Want the bad news?
Despite dramatic increases in agricultural productivity, the world faces significant food shortages now and in the near future. Specifically, the United Nations Food and Agriculture Organization estimates that about 795 million people suffer from a chronic lack of nutritious food. And in order to prevent the widespread chaos that would come from mass hunger, agricultural productivity must increase by 60% by 2050 to meet the world's food demands.
Unfortunately, that isn't the only bad news.
Much of the developed world's protein sources are produced in an unsustainable way. Recent research shows that while meat and dairy production is the source of just 18% of the calories and 37% of the protein the world consumes, those same agricultural products account for 83% of the world's farmland--and loss of wild habitat to farmland is the single biggest reason for wildlife extinction.
It's all very depressing.
Unless you're willing to give eating crickets a try.
"Crickets are the world's most sustainable protein," said Sarah Schlafly, founder of St. Louis-based Mighty Cricket. "Cricket also has the highest quality protein out there, even higher than beef. It also has more iron than spinach, and as many Omega-3 fatty acids as salmon per 100 grams."
Schlafly also notes that crickets are also a far more sustainable source of protein than beef.
"One pound of beef protein requires 1700 gallons of water. One pound of chicken protein requires 700 gallons of water. One pound of soy protein requires 5 gallons of water.

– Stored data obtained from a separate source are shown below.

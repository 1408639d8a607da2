//! Populations: contiguous node storage sharing one simulation clock

use serde::{Deserialize, Serialize};

use super::{Node, NodeSnapshot};
use crate::core::config::PopulationSpec;
use crate::core::types::NodeId;
use crate::deployment::Deployment;

/// Named group of nodes updated together each round
#[derive(Debug, Clone, PartialEq)]
pub struct Population {
    name: String,
    harvest_capable: bool,
    nodes: Vec<Node>,
}

impl Population {
    /// Build one node per deployed position, ids in deployment order
    pub fn from_deployment(spec: &PopulationSpec, deployment: &Deployment, capacity: f64) -> Self {
        let nodes = deployment
            .positions()
            .iter()
            .zip(deployment.distances())
            .enumerate()
            .map(|(i, (&position, &distance))| {
                Node::new(NodeId(i as u32), position, distance, capacity, spec.harvest_capable)
            })
            .collect();

        Self {
            name: spec.name.clone(),
            harvest_capable: spec.harvest_capable,
            nodes,
        }
    }

    pub fn name(&self) -> &str {
        &self.name
    }

    pub fn harvest_capable(&self) -> bool {
        self.harvest_capable
    }

    pub fn len(&self) -> usize {
        self.nodes.len()
    }

    pub fn is_empty(&self) -> bool {
        self.nodes.is_empty()
    }

    pub fn nodes(&self) -> &[Node] {
        &self.nodes
    }

    pub(crate) fn nodes_mut(&mut self) -> &mut [Node] {
        &mut self.nodes
    }

    pub fn alive_count(&self) -> usize {
        self.nodes.iter().filter(|n| n.alive).count()
    }

    pub fn snapshot(&self) -> PopulationSnapshot {
        PopulationSnapshot {
            name: self.name.clone(),
            harvest_capable: self.harvest_capable,
            nodes: self.nodes.iter().map(Node::snapshot).collect(),
        }
    }
}

/// Final spatial state of one population
#[derive(Debug, Clone, PartialEq, Serialize, Deserialize)]
pub struct PopulationSnapshot {
    pub name: String,
    pub harvest_capable: bool,
    pub nodes: Vec<NodeSnapshot>,
}

impl PopulationSnapshot {
    pub fn alive_count(&self) -> usize {
        self.nodes.iter().filter(|n| n.alive).count()
    }
}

One pound of cricket protein requires 1 gallon of water. We simply don't have the resources to continue to support relying almost exclusively on beef, pork, and chicken in the West. By 2050 we will not be able to sustain the world's current protein diet. Crickets and other edible insects are an important part of addressing those challenges."
Yeah, but...they're crickets.
The things that make my otherwise tough-as-nails daughter leap onto a chair and scream like she's trying out for an '80s horror remake.
Crickets can't possibly taste very good, right?
Actually, they do.
Since food reviews aren't normally a subject of my articles, I had to taste the product before writing about it.
My wife and I tried a pancake mix sold by Mighty Cricket, and while the consistency is a bit different than typical pancakes, the taste was excellent. Our kids didn't notice a significant difference until after they were done eating and we told them we had just fed them pancakes made of crickets.
(Though the food was good, the big reveal was the best part of dinner. As a parent of a nineteen-year-old, thirteen-year-old, and ten-year-old, I can tell you that raising children can feel at times like being on the wrong end of an ISIS-style terror campaign inexplicably conducted by tiny people you love more than anything else in the world. So, you have to take the small wins--like secretly feeding them bugs.)
On a serious note, the earth is not getting any more land or water--but it is getting a whole lot more people. Helping American consumers become more comfortable with insect protein has become Schlafly and Mighty Cricket's mission.
"We simply won't be able to continue getting our protein exclusively from traditional sources," said Schlafly. "Alternative proteins like crickets will be an important part of solving long-term food and resource challenges. Plus, cricket just tastes good."
Good food that helps the environment and doubles as a fast and easy way to prank your kids?
Mighty Cricket sounds like a mighty good bet.
(That's right. I'm closing out this article with a cricket pun, which research shows is roughly 2,000% better than a beef pun.)